Acte ii scène 7, le jeu de l'amour et du hasard
Premier mouvement :
SILVIA __ Je vous trouve admirable de ne pas le renvoyer tout d'un coup, et de me faire essuyer les brutalités de cet animal-là.
LISETTE __ Pardi, Madame, je ne puis pas jouer deux rôles à la fois ; il faut que je paraisse ou la Maîtresse, ou la Suivante, que j'obéisse ou que j'ordonne.
SILVIA __ Fort bien ; mais puisqu'il n'y est plus, écoutez-moi comme votre Maîtresse : vous voyez bien que cet homme-là ne me convient point.
LISETTE __ Vous n'avez pas eu le temps de l'examiner beaucoup.
SILVIA __ Êtes-vous folle avec votre examen ? Est-il nécessaire de le voir deux fois pour juger du peu de convenance ? En un mot je n'en veux point. Apparemment que mon père n'approuve pas la répugnance qu'il me voit, car il me fuit, et ne me dit mot ; dans cette conjoncture, c'est à vous à me tirer tout doucement d'affaire, en témoignant adroitement à ce jeune homme que vous n'êtes pas dans le goût de l'épouser.
LISETTE __ Je ne saurais, Madame.
SILVIA __ Vous ne sauriez ! Et qu'est-ce qui vous en empêche ?
LISETTE __ Monsieur Orgon me l'a défendu.
SILVIA __ Il vous l'a défendu ! Mais je ne reconnais point mon père à ce procédé-là.
LISETTE __ Positivement défendu.
SILVIA __ Eh bien, je vous charge de lui dire mes dégoûts, et de l'assurer qu'ils sont invincibles ; je ne saurais me persuader qu'après cela il veuille pousser les choses plus loin.
Deuxième mouvement :
LISETTE __ Mais, Madame, le futur qu'a-t-il donc de si désagréable, de si rebutant ?

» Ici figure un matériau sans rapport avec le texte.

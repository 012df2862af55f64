//! End-to-end runs of the `wrapkit` binary with no API key configured, so
//! every AI stage takes its fallback path without touching the network.

use std::path::Path;

use assert_cmd::Command;
use predicates::str::contains;
use wrapkit_core::{ArchiveCodec, FileTree, ZipCodec};

fn wrapkit(dir: &Path) -> Command {
    let mut cmd = Command::cargo_bin("wrapkit").unwrap();
    cmd.current_dir(dir)
        .env_remove("GEMINI_API_KEY")
        .env_remove("API_KEY")
        .env_remove("RUST_LOG")
        .env("GEMINI_BASE_URL", "http://127.0.0.1:9");
    cmd
}

fn read_zip(path: &Path) -> FileTree {
    ZipCodec
        .read_archive(&std::fs::read(path).unwrap())
        .unwrap()
}

fn png_bytes() -> Vec<u8> {
    let mut bytes = wrapkit_core::icon::PNG_SIGNATURE.to_vec();
    bytes.extend_from_slice(b"IHDR");
    bytes
}

fn parse_json(out: &[u8]) -> serde_json::Value {
    serde_json::from_slice(out).unwrap()
}

#[test]
fn unsupported_upload_is_a_user_error() {
    let dir = tempfile::tempdir().unwrap();
    std::fs::write(dir.path().join("notes.txt"), "hello").unwrap();
    wrapkit(dir.path())
        .args(["build", "notes.txt"])
        .assert()
        .code(2)
        .stderr(contains("unsupported file type"));
    assert_eq!(std::fs::read_dir(dir.path()).unwrap().count(), 1);
}

#[test]
fn build_html_writes_project_archive() {
    let dir = tempfile::tempdir().unwrap();
    std::fs::write(dir.path().join("game.html"), "<canvas></canvas>").unwrap();

    wrapkit(dir.path())
        .args(["build", "game.html", "--name", "Space Game"])
        .assert()
        .success()
        .stderr(contains("ok: wrote"))
        .stderr(contains("permissions defaulted"));

    let tree = read_zip(&dir.path().join("Space_Game_AndroidProject.zip"));
    assert_eq!(
        tree.read_text("Space_Game/app/src/main/assets/index.html")
            .unwrap(),
        "<canvas></canvas>"
    );
    let manifest = tree
        .read_text("Space_Game/app/src/main/AndroidManifest.xml")
        .unwrap();
    assert!(manifest.contains("android.permission.INTERNET"));
    assert!(!manifest.contains("android.permission.CAMERA"));
    assert!(tree
        .get("Space_Game/.github/workflows/build_apk.yml")
        .is_some());
}

#[test]
fn build_refuses_to_overwrite() {
    let dir = tempfile::tempdir().unwrap();
    std::fs::write(dir.path().join("app.html"), "<p>x</p>").unwrap();
    wrapkit(dir.path())
        .args(["build", "app.html"])
        .assert()
        .success();
    wrapkit(dir.path())
        .args(["build", "app.html"])
        .assert()
        .code(2)
        .stderr(contains("refusing to overwrite"));
}

#[test]
fn build_rejects_bad_package_name() {
    let dir = tempfile::tempdir().unwrap();
    std::fs::write(dir.path().join("app.html"), "<p>x</p>").unwrap();
    wrapkit(dir.path())
        .args(["build", "app.html", "--package", "nodots"])
        .assert()
        .code(2);
}

#[test]
fn analyze_pasted_markup_reports_fallback_as_json() {
    let dir = tempfile::tempdir().unwrap();
    let out = wrapkit(dir.path())
        .args(["--json", "analyze", "-"])
        .write_stdin("<video autoplay></video>")
        .assert()
        .success()
        .get_output()
        .stdout
        .clone();

    let v = parse_json(&out);
    assert_eq!(v["ok"], true);
    assert_eq!(v["data"]["defaulted"], true);
    assert_eq!(v["data"]["cause"], "no API key configured");
    assert_eq!(
        v["data"]["declared_permissions"],
        serde_json::json!(["android.permission.INTERNET"])
    );
    assert_eq!(v["data"]["permissions"]["usesInternet"], true);
}

#[test]
fn zip_without_index_warns_and_still_builds() {
    let dir = tempfile::tempdir().unwrap();
    let mut site = FileTree::new();
    site.write("home.html", "<p>home</p>");
    site.write("css/site.css", "p{}");
    std::fs::write(
        dir.path().join("site.zip"),
        ZipCodec.write_archive(&site).unwrap(),
    )
    .unwrap();

    let out = wrapkit(dir.path())
        .args(["--json", "build", "site.zip"])
        .assert()
        .success()
        .get_output()
        .stdout
        .clone();
    let v = parse_json(&out);
    assert_eq!(v["data"]["file_name"], "site_AndroidProject.zip");
    assert!(v["data"]["warnings"][0]
        .as_str()
        .unwrap()
        .contains("no index.html"));

    let tree = read_zip(&dir.path().join("site_AndroidProject.zip"));
    assert_eq!(
        tree.read_text("site/app/src/main/assets/css/site.css")
            .unwrap(),
        "p{}"
    );
}

#[test]
fn build_with_local_icon_packages_launcher_icons() {
    let dir = tempfile::tempdir().unwrap();
    std::fs::write(dir.path().join("app.html"), "<p>x</p>").unwrap();
    std::fs::write(dir.path().join("logo.png"), png_bytes()).unwrap();

    wrapkit(dir.path())
        .args(["build", "app.html", "--icon", "logo.png"])
        .assert()
        .success()
        .stderr(contains("icon generated"));

    let tree = read_zip(&dir.path().join("app_AndroidProject.zip"));
    assert_eq!(
        tree.read_bytes("app/app/src/main/res/mipmap-xxhdpi/ic_launcher.png")
            .unwrap(),
        png_bytes().as_slice()
    );
}

#[test]
fn build_rejects_non_png_icon() {
    let dir = tempfile::tempdir().unwrap();
    std::fs::write(dir.path().join("app.html"), "<p>x</p>").unwrap();
    std::fs::write(
        dir.path().join("logo.jpg"),
        [0xff, 0xd8, 0xff, 0xe0, 0, 0x10, b'J', b'F', b'I', b'F'],
    )
    .unwrap();

    wrapkit(dir.path())
        .args(["build", "app.html", "--icon", "logo.jpg"])
        .assert()
        .code(2)
        .stderr(contains("expected a PNG image"));
    assert!(!dir.path().join("app_AndroidProject.zip").exists());
}

#[test]
fn icon_without_key_reports_placeholder() {
    let dir = tempfile::tempdir().unwrap();
    let out = wrapkit(dir.path())
        .args([
            "--json",
            "icon",
            "--name",
            "Notes",
            "--description",
            "a tiny notes app",
        ])
        .assert()
        .success()
        .get_output()
        .stdout
        .clone();
    let v = parse_json(&out);
    assert_eq!(v["data"]["defaulted"], true);
    assert_eq!(v["data"]["reference"], "https://picsum.photos/512/512");
    assert!(v["data"]["path"].is_null());
    assert!(!dir.path().join("Notes_icon.png").exists());
}

#[test]
fn icon_requires_description() {
    let dir = tempfile::tempdir().unwrap();
    wrapkit(dir.path())
        .args(["icon", "--name", "Notes", "--description", "  "])
        .assert()
        .code(2)
        .stderr(contains("describe the app"));
}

SILVIA __ Il me déplaît vous dis-je, et votre peu de zèle aussi.
LISETTE __ Donnez-vous le temps de voir ce qu'il est, voilà tout ce qu'on vous demande.
SILVIA __ Je le hais assez sans prendre du temps pour le haïr davantage.
LISETTE __ Son valet qui fait l'important ne vous aurait-il point gâté l'esprit sur son compte ?
SILVIA __ Hum, la sotte ! Son valet a bien affaire ici !
LISETTE __ C'est que je me méfie de lui, car il est raisonneur.